Le 22 février 60, vers midi, je lisais dans la salle d’alerte en attente d’un décollage, lorsque le sol bougea sous ma chaise. Un mouvement rapide et léger pendant trois à quatre secondes, qui aurait pu faire penser au passage d’un camion à proximité du bâtiment. Je me précipitai dehors, mais rien ne bougeait. Au contraire, un calme impressionnant régnait sur le parking où les Beechcraft et les Lancaster semblaient dormir sous la chaleur d’un soleil déjà très fort pour cette fin d’hiver. Dans la tour de contrôle qui surplombait le bâtiment, aucun signe de mouvement particulier.
Je revins à la salle d’alerte préparer mon équipement et me rendis aux appareils pour effectuer les essais radio avant vol. Mais cette secousse m’avait intrigué et perturbé mon travail de routine. Interrogés, très peu de mes camarades avaient ressenti ce frémissement, et l’affaire fut vite oubliée.
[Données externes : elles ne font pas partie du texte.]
// Homewatt - Household energy telemetry collector and process supervisor
//
// Copyright 2026 The Homewatt Authors
//
// This program is free software: you can redistribute it and/or modify
// it under the terms of the GNU General Public License as published by
// the Free Software Foundation, either version 3 of the License, or
// (at your option) any later version.
//
// This program is distributed in the hope that it will be useful,
// but WITHOUT ANY WARRANTY; without even the implied warranty of
// MERCHANTABILITY or FITNESS FOR A PARTICULAR PURPOSE.  See the
// GNU General Public License for more details.
//
// You should have received a copy of the GNU General Public License
// along with this program.  If not, see <http://www.gnu.org/licenses/>.
//

//! Run an external task under a hard wall-clock ceiling.
//!
//! The task is started as the leader of a new process group. Whatever happens
//! to the task, the whole group is sent `SIGKILL` before `run` returns and the
//! task itself is reaped, so nothing left in the group outlives the call. The
//! ceiling also bounds reading the task's output, which a descendant that
//! moved to its own session may keep open.

use std::error::Error;
use std::fmt::{self, Formatter};
use std::io;
use std::process::{ExitStatus, Stdio};
use std::time::Duration;
use tokio::io::{AsyncRead, AsyncReadExt};
use tokio::process::Command;
use tokio::task::JoinHandle;
use tokio::time::Instant;

/// Longest a task may run before it is killed.
pub const DEFAULT_CEILING: Duration = Duration::from_secs(600);

/// Program and arguments of an external task.
#[derive(Debug, Clone, PartialEq, Eq)]
pub struct TaskCommand {
    pub program: String,
    pub args: Vec<String>,
}

impl TaskCommand {
    pub fn new<S: Into<String>>(program: S, args: Vec<String>) -> Self {
        Self {
            program: program.into(),
            args,
        }
    }

    /// Split a whitespace separated command line, `None` if it is blank.
    pub fn from_command_line(cmd: &str) -> Option<Self> {
        let mut parts = cmd.split_whitespace().map(str::to_owned);
        let program = parts.next()?;
        Some(Self::new(program, parts.collect()))
    }
}

impl fmt::Display for TaskCommand {
    fn fmt(&self, f: &mut Formatter<'_>) -> fmt::Result {
        self.program.fmt(f)?;
        for arg in self.args.iter() {
            write!(f, " {}", arg)?;
        }
        Ok(())
    }
}

/// Everything a task that ran to completion produced.
#[derive(Debug)]
pub struct TaskOutput {
    pub status: ExitStatus,
    pub stdout: String,
    pub stderr: String,
}

#[derive(Debug)]
pub enum TaskOutcome {
    Completed(TaskOutput),
    TimedOut,
}

/// Error starting or waiting for a task
#[derive(Debug)]
pub enum ExecutorError {
    Spawn(String, io::Error),
    Wait(io::Error),
}

impl fmt::Display for ExecutorError {
    fn fmt(&self, f: &mut Formatter<'_>) -> fmt::Result {
        match self {
            ExecutorError::Spawn(cmd, ref e) => write!(f, "unable to start '{}': {}", cmd, e),
            ExecutorError::Wait(ref e) => write!(f, "unable to wait for task: {}", e),
        }
    }
}

impl Error for ExecutorError {
    fn source(&self) -> Option<&(dyn Error + 'static)> {
        match self {
            ExecutorError::Spawn(_, ref e) => Some(e),
            ExecutorError::Wait(ref e) => Some(e),
        }
    }
}

/// Runs one task at a time in its own process group, bounded by `ceiling`.
#[derive(Debug, Clone)]
pub struct BoundedExecutor {
    ceiling: Duration,
}

impl BoundedExecutor {
    pub fn new(ceiling: Duration) -> Self {
        Self { ceiling }
    }

    pub fn ceiling(&self) -> Duration {
        self.ceiling
    }

    /// Run `task` to completion or until the ceiling expires. A task that doesn't
    /// finish in time is killed along with its process group and `TimedOut` is
    /// returned. Failing to start the task is an error; no retry happens here.
    pub async fn run(&self, task: &TaskCommand) -> Result<TaskOutcome, ExecutorError> {
        let deadline = Instant::now() + self.ceiling;
        let mut child = Command::new(&task.program)
            .args(&task.args)
            .stdin(Stdio::null())
            .stdout(Stdio::piped())
            .stderr(Stdio::piped())
            .process_group(0)
            .kill_on_drop(true)
            .spawn()
            .map_err(|e| ExecutorError::Spawn(task.to_string(), e))?;

        let pid = child.id();
        tracing::debug!(message = "started task", command = %task, pid = ?pid);

        let stdout = spawn_reader(child.stdout.take());
        let stderr = spawn_reader(child.stderr.take());

        let waited = tokio::time::timeout_at(deadline, child.wait()).await;

        // Anything the task left behind in its group goes with it, including
        // background children that would otherwise keep the pipes open.
        if let Some(pid) = pid {
            kill_group(pid);
        }

        match waited {
            Ok(Ok(status)) => {
                let (mut stdout, mut stderr) = (stdout, stderr);
                // A descendant that left the group with setsid can hold the pipes open
                let read =
                    tokio::time::timeout_at(deadline, futures_util::future::join(&mut stdout, &mut stderr)).await;
                let (stdout, stderr) = match read {
                    Ok(output) => output,
                    Err(_) => {
                        stdout.abort();
                        stderr.abort();
                        tracing::warn!(
                            message = "task output still open at ceiling, task exited",
                            command = %task,
                            status = %status,
                            ceiling_secs = self.ceiling.as_secs_f64(),
                        );
                        return Ok(TaskOutcome::TimedOut);
                    }
                };
                tracing::debug!(message = "task finished", command = %task, status = %status);

                Ok(TaskOutcome::Completed(TaskOutput {
                    status,
                    stdout: stdout.unwrap_or_default(),
                    stderr: stderr.unwrap_or_default(),
                }))
            }
            Ok(Err(e)) => {
                stdout.abort();
                stderr.abort();
                let _ = child.kill().await;
                Err(ExecutorError::Wait(e))
            }
            Err(_) => {
                tracing::warn!(
                    message = "task exceeded ceiling, killed",
                    command = %task,
                    ceiling_secs = self.ceiling.as_secs_f64(),
                );

                // The group was already sent SIGKILL, this reaps the task
                if let Err(e) = child.kill().await {
                    tracing::warn!(message = "unable to reap timed out task", command = %task, error = %e);
                }
                stdout.abort();
                stderr.abort();
                Ok(TaskOutcome::TimedOut)
            }
        }
    }
}

impl Default for BoundedExecutor {
    fn default() -> Self {
        Self::new(DEFAULT_CEILING)
    }
}

fn spawn_reader<R>(pipe: Option<R>) -> JoinHandle<String>
where
    R: AsyncRead + Unpin + Send + 'static,
{
    tokio::spawn(async move {
        let mut buf = Vec::new();
        if let Some(mut pipe) = pipe {
            if let Err(e) = pipe.read_to_end(&mut buf).await {
                tracing::debug!(message = "unable to read task output", error = %e);
            }
        }

        String::from_utf8_lossy(&buf).into_owned()
    })
}

/// Send `SIGKILL` to every process in the group led by `pid`.
fn kill_group(pid: u32) {
    // SAFETY: killpg has no memory safety requirements, an unknown group is
    // reported as ESRCH.
    let res = unsafe { libc::killpg(pid as libc::pid_t, libc::SIGKILL) };
    if res != 0 {
        let e = io::Error::last_os_error();
        if e.raw_os_error() != Some(libc::ESRCH) {
            tracing::warn!(message = "unable to kill task process group", pgid = pid, error = %e);
        }
    }
}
Une semaine plus tard, le 29, à peu près à la même heure, une seconde secousse plus importante fut cette fois, bien remarquée. Les vitres tremblèrent, des meubles se déplacèrent légèrement et des verres tintèrent dans les placards. Là, plus de doute, le sol avait bien bougé.
Les commentaires allèrent bon train, mais sans inquiétude particulière. Simplement, un petit fait divers à raconter à la famille dans une prochaine lettre. La journée s’acheva comme d’habitude.
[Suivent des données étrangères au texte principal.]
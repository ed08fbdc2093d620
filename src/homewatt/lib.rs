// Homewatt - Household energy telemetry collector and process supervisor
//
// Copyright 2026 The Homewatt Authors
//
// This program is free software: you can redistribute it and/or modify
// it under the terms of the GNU General Public License as published by
// the Free Software Foundation, either version 3 of the License, or
// (at your option) any later version.
//
// This program is distributed in the hope that it will be useful,
// but WITHOUT ANY WARRANTY; without even the implied warranty of
// MERCHANTABILITY or FITNESS FOR A PARTICULAR PURPOSE.  See the
// GNU General Public License for more details.
//
// You should have received a copy of the GNU General Public License
// along with this program.  If not, see <http://www.gnu.org/licenses/>.
//

//! Collect household energy telemetry into SQLite and keep the collectors running unattended.
//!
//! ## Features
//!
//! Homewatt polls the energy related devices and services of a house and stores
//! every reading in a SQLite database that a dashboard reads from. It is meant to
//! run 24/7 on a Raspberry PI (3 or 4) without anyone watching it.
//!
//! The following sources are read:
//!
//! * Solar inverter (Solax) - today's yield in kWh and current AC power in W.
//! * Heaters and sub-meter (Tuya cloud) - cumulative energy in kWh and the temperature
//!   of every room with a heater thermostat. Energy used since local midnight is
//!   derived from the first reading of the day.
//! * Weather (OpenWeatherMap) - temperature, humidity, pressure, wind and clouds.
//! * Grid meter (utility provider portal) - cumulative taken and given units, scraped
//!   once a day by an external browser automation program.
//!
//! A single `homewatt` binary provides every long-running part of the installation
//! as a subcommand:
//!
//! * `homewatt collect` - reads the solar, heater and weather sources every `10s` and
//!   exposes collection metrics for Prometheus.
//! * `homewatt schedule` - runs the daily meter import under a `600s` ceiling, at noon
//!   after a success and every hour after a failure.
//! * `homewatt supervise` - starts any of the above (and the dashboard) that isn't
//!   running, checks the network connection and the tunnel exposing the dashboard,
//!   restarts the dashboard every night and backs up the database every Monday.
//! * `homewatt watch` - run on another machine, loads the public dashboard every `300s`
//!   and sends a message when it goes offline or comes back.
//!
//! Problems are sent as messages to a Telegram chat when a bot token and chat ID
//! are configured, and logged otherwise.
//!
//! ## Build
//!
//! `homewatt` is a Rust program and must be built from source using a [Rust toolchain](https://rustup.rs/).
//! Since it's meant to be run on a Raspberry PI, you will also likely need to cross-compile it.
//!
//! ```text
//! rustup target add armv7-unknown-linux-gnueabihf
//! cargo build --release --target armv7-unknown-linux-gnueabihf
//! ```
//!
//! ## Configure
//!
//! Credentials and endpoints are read from the environment or from a `.env` file in
//! the working directory. See `homewatt --help` for the full list.
//!
//! ```text
//! SOLAX_URL=https://www.solaxcloud.com/proxyApp/proxy/api/getRealtimeInfo.do?tokenId=...&sn=...
//! WEATHER_API_KEY=...
//! TUYA_ACCESS_ID=...
//! TUYA_ACCESS_KEY=...
//! TUYA_HEATERS=First bedroom=bf1...,Bathroom upper=bf2...
//! TUYA_METER_ID=bf3...
//! PORTAL_SCRAPE_CMD=python /home/pi/energy/scraper.py
//! TELEGRAM_TOKEN=...
//! TELEGRAM_CHAT_ID=...
//! ```
//!
//! ## Run
//!
//! Only the supervisor needs to be started, it starts everything else.
//!
//! ```text
//! homewatt --database /home/pi/energy/electricity.db supervise
//! ```
//!
//! ### Prometheus
//!
//! Collection metrics are exposed on `127.0.0.1:9782` at `/metrics` while
//! `homewatt collect` runs:
//!
//! * `homewatt_collections_total` - Total number of attempts to read each source.
//! * `homewatt_errors_total` - Total errors by source and type.
//! * `homewatt_last_read_timestamp` - UNIX timestamp of the last stored reading of each source.
//!

pub mod clock;
pub mod collector;
pub mod delta;
pub mod executor;
pub mod http;
pub mod meter;
pub mod metrics;
pub mod notify;
pub mod reading;
pub mod retry;
pub mod source;
pub mod storage;
pub mod supervisor;

#[cfg(test)]
mod testing;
Avant le dîner, nous allâmes faire notre petite promenade avec les enfants dans la colline derrière la maison. J’aimais ce moment précieux où je retrouvais ma petite famille.
Juste au coucher du soleil, c’était la période du ramadan, le muezzin appela les fidèles à la prière de sa voix gutturale portant très loin dans l’air calme du soir. Aucun bruit ne la troublait, sauf parfois, le bêlement d’une petite chèvre encore dehors et qu’un petit berger poussait devant lui. Les ombres s’allongèrent sur le sol, il était temps de rentrer dîner.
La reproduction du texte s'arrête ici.